Mme Iramuno est transportée aux urgences de l’hôpital de Bayonne suite à une mauvaise chute, en ce mois d'avril 2011. Tombée dans le coma, elle souffre d’une grave hémorragie cérébrale. Dans l’après-midi du 11 avril, elle décède. Une jeune aide-soignante et une infirmière se succèdent à la barre et décrivent cet après-midi-là. Leurs récits sont identiques. Lors de la réunion de transmission, à 14h, le docteur Bonnemaison s’étonne que la patiente soit toujours hospitalisée : "Je vous parie un gâteau au chocolat que demain elle ne sera plus là." Lors de leur tour de garde, elles constatent que la vieille dame est dans un état comateux – "un faciès détendu, elle ne semblait pas souffrir", insistent les deux femmes.

L’aide-soignante entend alors le docteur Bonnemaison casser une ampoule, préparer une seringue et se rendre dans la chambre de Mme Iramuno.
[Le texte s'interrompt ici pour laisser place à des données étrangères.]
fn text(value: &Value) -> Value {
    match value {
        Value::String(s) => {
            let trimmed = s.trim();
            if trimmed.is_empty() {
                Value::Null
            } else {
                Value::String(trimmed.to_string())
            }
        }
        Value::Number(n) => Value::String(n.to_string()),
        Value::Bool(b) => Value::String(b.to_string()),
        _ => Value::Null,
    }
}

fn parse_number(value: &Value) -> Option<f64> {
    let parsed = match value {
        Value::Number(n) => n.as_f64()?,
        Value::String(s) => {
            let cleaned = s.trim().replace(',', "");
            if MISSING_SENTINELS.contains(&cleaned.to_lowercase().as_str()) {
                return None;
            }
            cleaned.parse::<f64>().ok()?
        }
        _ => return None,
    };
    if !parsed.is_finite() || [-99.0, -999.0, -9999.0].contains(&parsed) {
        return None;
    }
    Some(parsed)
}

fn number_value(n: f64) -> Value {
    if n.fract() == 0.0 && n.abs() < i64::MAX as f64 {
        Value::Number(Number::from(n as i64))
    } else {
        Number::from_f64(n).map(Value::Number).unwrap_or(Value::Null)
    }
}

fn number(value: &Value) -> Value {
    parse_number(value).map(number_value).unwrap_or(Value::Null)
}

fn percentage(value: &Value) -> Value {
    let explicit_percent = matches!(value, Value::String(s) if s.trim().ends_with('%'));
    let stripped = match value {
        Value::String(s) => Value::String(s.trim().trim_end_matches('%').to_string()),
        other => other.clone(),
    };
    let Some(mut n) = parse_number(&stripped) else {
        return Value::Null;
    };
    if !explicit_percent && (0.0..=1.0).contains(&n) {
        n *= 100.0;
    }
    number_value((n * 100.0).round() / 100.0)
}
//! Air quality index per monitoring site.

use super::{DatasetDefinition, DatasetKind};
use crate::config::EndpointSpec;
use crate::decode::PayloadFormat;
use crate::normalize::{NormalizationRule, RuleSet, Transform};
use std::time::Duration;

pub(super) fn definition() -> DatasetDefinition {
    DatasetDefinition {
        kind: DatasetKind::AirQuality,
        format: PayloadFormat::Json,
        ttl: Duration::from_secs(900),
        endpoints: vec![
            EndpointSpec::new("https://data.moenv.gov.tw/api/v2/aqx_p_432")
                .with_query("format", "json")
                .with_query("limit", "1000")
                .requiring_credential_as("api_key"),
            EndpointSpec::new("https://data.moenv.gov.tw/api/v1/aqx_p_432")
                .with_query("format", "json"),
        ],
        rules: rules(),
    }
}

fn rules() -> RuleSet {
    RuleSet::new(
        &["records", "", "data"],
        &["sitename", "SiteName", "siteid"],
        vec![
            NormalizationRule::new("site_id", &["siteid", "SiteId"]).with(Transform::Text),
            NormalizationRule::new("site_name", &["sitename", "SiteName"]).with(Transform::Text),
            NormalizationRule::new("region", &["county", "County"]).with(Transform::Region),
            NormalizationRule::new("published_at", &["publishtime", "PublishTime"])
                .with(Transform::Timestamp),
            NormalizationRule::new("aqi", &["aqi", "AQI"]).with(Transform::Number),
            NormalizationRule::new("status", &["status", "Status"]).with(Transform::Text),
            NormalizationRule::new("pollutant", &["pollutant", "Pollutant"]).with(Transform::Text),
            NormalizationRule::new("pm25", &["pm2.5", "PM2.5", "pm25"]).with(Transform::Number),
            NormalizationRule::new("pm10", &["pm10", "PM10"]).with(Transform::Number),
            NormalizationRule::new("o3", &["o3", "O3"]).with(Transform::Number),
        ],
    )
}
Quelques minutes plus tard, le tracé cardiaque leur indique que la patiente va mal. Elles la retrouvent "grise, elle était en train de partir". Elles cherchent à joindre le docteur Bonnemaison, il n’apparaît pas. Sur ce point précis, le médecin ne s’explique pas, affirmant avoir été joignable.

“Je me sentais un peu perdu”

Nicolas Bonnemaison ne réfute pas avoir injecté de l’Hypnovel à cette patiente. Mais il n’a rien dit. Ni au personnel soignant – "pour les protéger", son leitmotiv – ni à la famille. Et c’est bien cela que lui reproche avant tout le fils de la victime, Pierre Iramuno. Dans un témoignage émouvant, celui-ci décrit la prise en charge de sa mère à l’hôpital. Il confirme avoir vu un médecin, le docteur Nguyen, qui lui a révélé la gravité de l’état de la malade : "Le pronostic vital est engagé."
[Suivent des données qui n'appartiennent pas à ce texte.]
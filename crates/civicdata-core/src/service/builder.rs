//! Builder for configuring a [`DatasetService`].

use super::DatasetService;
use crate::config::{DatasetConfig, ServiceConfig};
use crate::datasets::{DatasetKind, ResolvedDataset};
use crate::error::Result;
use crate::network::{CircuitBreakerConfig, Fetcher, HttpFetcher, RetryCoordinator};
use std::collections::HashMap;
use std::path::Path;
use std::sync::Arc;
use tracing::info;

/// Builder for configuring a [`DatasetService`].
///
/// # Example
///
/// ```rust,ignore
/// use civicdata_core::DatasetService;
///
/// let service = DatasetService::builder()
///     .api_key("CWA-xxxxxxxx")
///     .build()?;
/// ```
pub struct DatasetServiceBuilder {
    config: ServiceConfig,
    fetcher: Option<Arc<dyn Fetcher>>,
    only: Option<Vec<DatasetKind>>,
}

impl Default for DatasetServiceBuilder {
    fn default() -> Self {
        Self::new()
    }
}

impl DatasetServiceBuilder {
    /// Create a builder with the default configuration.
    pub fn new() -> Self {
        Self {
            config: ServiceConfig::default(),
            fetcher: None,
            only: None,
        }
    }

    /// Replace the whole configuration.
    pub fn config(mut self, config: ServiceConfig) -> Self {
        self.config = config;
        self
    }

    /// Load configuration from a JSON file.
    pub fn config_file(mut self, path: impl AsRef<Path>) -> Result<Self> {
        self.config = ServiceConfig::from_file(path)?;
        Ok(self)
    }

    /// Credential for endpoints that require one. Overrides the configured key.
    pub fn api_key(mut self, key: impl Into<String>) -> Self {
        self.config.api_key = Some(key.into());
        self
    }

    /// Override the settings of one dataset.
    pub fn dataset(mut self, kind: DatasetKind, config: DatasetConfig) -> Self {
        self.config.datasets.insert(kind, config);
        self
    }

    /// Skip endpoints that keep failing.
    ///
    /// Default: `true`
    pub fn circuit_breaker(mut self, enable: bool) -> Self {
        self.config.circuit_breaker = enable;
        self
    }

    /// Serve only the listed datasets.
    pub fn only(mut self, kinds: impl IntoIterator<Item = DatasetKind>) -> Self {
        self.only = Some(kinds.into_iter().collect());
        self
    }

    /// Use a custom fetcher instead of the HTTP client.
    pub fn fetcher(mut self, fetcher: Arc<dyn Fetcher>) -> Self {
        self.fetcher = Some(fetcher);
        self
    }

    /// Build the service.
    ///
    /// Fails with a configuration error when a dataset ends up without
    /// endpoints or an endpoint URL does not parse.
    pub fn build(self) -> Result<DatasetService> {
        let kinds = self.only.unwrap_or_else(|| DatasetKind::ALL.to_vec());

        let mut datasets = HashMap::with_capacity(kinds.len());
        for kind in kinds {
            let resolved = ResolvedDataset::resolve(kind.definition(), &self.config)?;
            info!(
                "{}: {} endpoint(s), ttl {:?}",
                kind,
                resolved.endpoints.len(),
                resolved.ttl
            );
            datasets.insert(kind, resolved);
        }

        let fetcher: Arc<dyn Fetcher> = match self.fetcher {
            Some(fetcher) => fetcher,
            None => Arc::new(HttpFetcher::new()?),
        };
        let mut coordinator = RetryCoordinator::new(fetcher);
        if self.config.circuit_breaker {
            coordinator = coordinator.with_circuit_breakers(CircuitBreakerConfig::default());
        }

        Ok(DatasetService::from_parts(datasets, coordinator))
    }
}
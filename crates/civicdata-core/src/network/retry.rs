//! Retry and failover across an [`EndpointSet`].
//!
//! Each endpoint gets up to `max_retries` attempts with backoff between them,
//! then the next endpoint in priority order is tried. Endpoints are never raced.

use crate::config::NetworkConfig;
use crate::error::{CivicDataError, Result};
use crate::network::circuit_breaker::{CircuitBreaker, CircuitBreakerConfig};
use crate::network::endpoint::{EndpointConfig, EndpointSet};
use crate::network::fetch::{Fetcher, RawPayload};
use rand::Rng;
use std::collections::HashMap;
use std::sync::{Arc, RwLock};
use std::time::Duration;
use tracing::{debug, info, warn};

/// How the delay grows between attempts on the same endpoint.
#[derive(Debug, Clone, Copy, PartialEq, Eq)]
pub enum Backoff {
    /// `attempt * base_delay`
    Linear,
    /// `base_delay * 2^(attempt - 1)`
    Exponential,
}

/// Configuration for retry behavior.
#[derive(Debug, Clone)]
pub struct RetryConfig {
    /// Attempts per endpoint, including the first one.
    pub max_retries: u32,
    pub base_delay: Duration,
    pub max_delay: Duration,
    pub backoff: Backoff,
    /// Whether to add random jitter to delays.
    pub jitter: bool,
}

impl Default for RetryConfig {
    fn default() -> Self {
        Self {
            max_retries: NetworkConfig::MAX_RETRIES,
            base_delay: NetworkConfig::BASE_DELAY,
            max_delay: NetworkConfig::MAX_DELAY,
            backoff: Backoff::Linear,
            jitter: false,
        }
    }
}

impl RetryConfig {
    /// Create a new retry config with default values.
    pub fn new() -> Self {
        Self::default()
    }

    /// Set the number of attempts per endpoint.
    pub fn with_max_retries(mut self, retries: u32) -> Self {
        self.max_retries = retries;
        self
    }

    /// Set the base delay.
    pub fn with_base_delay(mut self, delay: Duration) -> Self {
        self.base_delay = delay;
        self
    }

    /// Set the maximum delay.
    pub fn with_max_delay(mut self, delay: Duration) -> Self {
        self.max_delay = delay;
        self
    }

    /// Set the backoff curve.
    pub fn with_backoff(mut self, backoff: Backoff) -> Self {
        self.backoff = backoff;
        self
    }

    /// Enable or disable jitter.
    pub fn with_jitter(mut self, jitter: bool) -> Self {
        self.jitter = jitter;
        self
    }

    /// Delay after the given failed attempt (1-indexed).
    pub fn calculate_delay(&self, attempt: u32) -> Duration {
        let attempt = attempt.max(1);
        let base = self.base_delay.as_secs_f64();
        let delay_secs = match self.backoff {
            Backoff::Linear => base * attempt as f64,
            Backoff::Exponential => base * 2f64.powi(attempt as i32 - 1),
        };
        let capped_secs = delay_secs.min(self.max_delay.as_secs_f64());

        let final_secs = if self.jitter {
            let jitter_factor = rand::rng().random_range(0.5..1.5);
            (capped_secs * jitter_factor).min(self.max_delay.as_secs_f64())
        } else {
            capped_secs
        };

        Duration::from_secs_f64(final_secs)
    }

    fn attempts_per_endpoint(&self) -> u32 {
        self.max_retries.max(1)
    }
}

/// Summary of one resolution, for logging and tests.
#[derive(Debug, Clone, Default)]
pub struct ResolutionStats {
    /// Fetch attempts made across all endpoints.
    pub attempts: u32,
    /// Endpoint that produced the accepted payload.
    pub endpoint_index: Option<usize>,
    /// Endpoints skipped because their circuit was open.
    pub skipped: u32,
    pub total_delay: Duration,
    pub last_error: Option<String>,
}

/// Drives retries and failover over an endpoint set.
pub struct RetryCoordinator {
    fetcher: Arc<dyn Fetcher>,
    breakers: Option<RwLock<HashMap<String, Arc<CircuitBreaker>>>>,
    breaker_config: CircuitBreakerConfig,
}

impl RetryCoordinator {
    pub fn new(fetcher: Arc<dyn Fetcher>) -> Self {
        Self {
            fetcher,
            breakers: None,
            breaker_config: CircuitBreakerConfig::default(),
        }
    }

    /// Skip endpoints that keep failing until their recovery timeout passes.
    pub fn with_circuit_breakers(mut self, config: CircuitBreakerConfig) -> Self {
        self.breakers = Some(RwLock::new(HashMap::new()));
        self.breaker_config = config;
        self
    }

    /// Resolve a raw payload from the first endpoint that answers.
    pub async fn resolve(&self, endpoints: &EndpointSet, retry: &RetryConfig) -> Result<RawPayload> {
        let (payload, _) = self
            .resolve_with(endpoints, retry, |payload| Ok(payload.clone()))
            .await?;
        Ok(payload)
    }

    /// Resolve a payload that `accept` turns into a value.
    ///
    /// A payload rejected by `accept` counts as a failed attempt, so malformed
    /// bodies drive retries and failover exactly like transport errors.
    pub async fn resolve_with<T, F>(
        &self,
        endpoints: &EndpointSet,
        retry: &RetryConfig,
        accept: F,
    ) -> Result<(T, ResolutionStats)>
    where
        F: Fn(&RawPayload) -> Result<T>,
    {
        let dataset = endpoints.dataset();
        let max_attempts = retry.attempts_per_endpoint();
        let mut stats = ResolutionStats::default();

        for (index, endpoint) in endpoints.iter().enumerate() {
            let breaker = self.breaker_for(endpoint);

            for attempt in 1..=max_attempts {
                // Checked per attempt: a failed half-open probe re-opens the circuit.
                if let Some(breaker) = &breaker {
                    if !breaker.allow_request() {
                        if attempt == 1 {
                            warn!("{}: skipping {}, circuit open", dataset, endpoint.url);
                            stats.skipped += 1;
                            stats.last_error = Some(format!("circuit open for {}", endpoint.url));
                        } else {
                            warn!(
                                "{}: circuit opened for {} after {} attempts",
                                dataset,
                                endpoint.url,
                                attempt - 1
                            );
                        }
                        break;
                    }
                }

                stats.attempts += 1;

                let outcome = match self.fetcher.fetch(endpoint).await {
                    Ok(payload) => accept(&payload),
                    Err(e) => Err(CivicDataError::from(e)),
                };

                match outcome {
                    Ok(value) => {
                        if let Some(breaker) = &breaker {
                            breaker.record_success();
                        }
                        if stats.attempts > 1 {
                            info!(
                                "{}: endpoint {} succeeded after {} attempts",
                                dataset, index, stats.attempts
                            );
                        }
                        stats.endpoint_index = Some(index);
                        return Ok((value, stats));
                    }
                    Err(e) => {
                        if let Some(breaker) = &breaker {
                            breaker.record_failure();
                        }
                        stats.last_error = Some(e.to_string());

                        if !e.is_retryable() {
                            warn!("{}: {} failed permanently: {}", dataset, endpoint.url, e);
                            break;
                        }
                        if attempt >= max_attempts {
                            warn!(
                                "{}: all {} attempts on {} exhausted. Last error: {}",
                                dataset, max_attempts, endpoint.url, e
                            );
                            break;
                        }

                        let delay = retry.calculate_delay(attempt);
                        stats.total_delay += delay;
                        warn!(
                            "{}: attempt {}/{} on {} failed: {}. Retrying in {:?}",
                            dataset, attempt, max_attempts, endpoint.url, e, delay
                        );
                        tokio::time::sleep(delay).await;
                    }
                }
            }

            if index + 1 < endpoints.len() {
                debug!("{}: failing over to endpoint {}", dataset, index + 1);
            }
        }

        Err(CivicDataError::AllEndpointsFailed {
            dataset,
            attempts: stats.attempts,
            last_error: stats
                .last_error
                .unwrap_or_else(|| "no endpoint attempted".to_string()),
        })
    }

    fn breaker_for(&self, endpoint: &EndpointConfig) -> Option<Arc<CircuitBreaker>> {
        let breakers = self.breakers.as_ref()?;
        if let Some(existing) = breakers
            .read()
            .unwrap_or_else(|e| e.into_inner())
            .get(&endpoint.url)
        {
            return Some(existing.clone());
        }
        let mut map = breakers.write().unwrap_or_else(|e| e.into_inner());
        let breaker = map.entry(endpoint.url.clone()).or_insert_with(|| {
            Arc::new(CircuitBreaker::with_config(
                endpoint.url.clone(),
                self.breaker_config.clone(),
            ))
        });
        Some(breaker.clone())
    }
}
Le lendemain matin, il revient – "Je me sentais un peu perdu" –, il ne rencontre aucun médecin. C’est par téléphone qu’il apprend, dans l’après-midi, le décès de sa mère. À la barre, l’homme âgé de 61 ans est en pleurs. "Je n’ai pas compris, j’étais choqué." En 1994, il avait été confronté à la mort de son père, dialysé. À cette époque, le médecin s’était entretenu avec la famille et avait convenu d’arrêter le traitement.

L’échange incroyable entre Bonnemaison et la famille

Cette fois, le président interroge Nicolas Bonnemaison. Un dialogue poignant s’installe alors entre le médecin et le fils de la victime.

"Je suis bouleversé par votre témoignage, j’espère que vous avez acquis la conviction que c’était mon devoir de vous protéger, avance le médecin. Vous avez été écouté, il n’y a pas eu d’acharnement thérapeutique.

– J’entends bien ce que vous avancez, mais je voulais échanger avec vous, je voulais vous rencontrer, je ne vous ai pas vu, répond Pierre Iramuno.

Je comprends.

Je vous ai entendu, je ne comprends toujours pas, vous n’avez préservé personne ! On est des êtres humains, on fait des erreurs, à un moment il faut assumer, poursuit Pierre Iramuno.

– J’essaie d’assumer.

– Vous êtes également en souffrance.”

L’échange est presque irréel, une explication attendue depuis près de trois ans par la famille, et la reconnaissance par le docteur Bonnemaison d’avoir agi en solitaire, un acte qui n’a finalement protégé personne.

La belle-fille de la victime, tout aussi émue, s’adresse également à Nicolas Bonnemaison. "C’est un mépris pour nous, pour notre famille", avance-t-elle. "C’est un énorme gâchis, il suffisait d’en parler", lance-t-elle, avec impuissance.

"Je suis un homme incapable d’avoir du mépris, tout ce que je souhaite c’est que vous me compreniez un peu mieux, dit Bonnemaison, comme dans une prière. J'ai généré de la souffrance en croyant vous l’épargner. Dans le cas particulier de votre belle-mère, je me suis trompé."

Nicolas Bonnemaison se rassoit, les larmes aux yeux. Comme ébranlé par cet instant. Cette famille est la seule qui s’est constituée partie civile. Les autres apportent leur soutien au médecin, à l’exemple de Pierre Buille, également fils d'une victime. Lui affirme au contraire qu’il y avait un vrai accompagnement de la part de Nicolas Bonnemaison.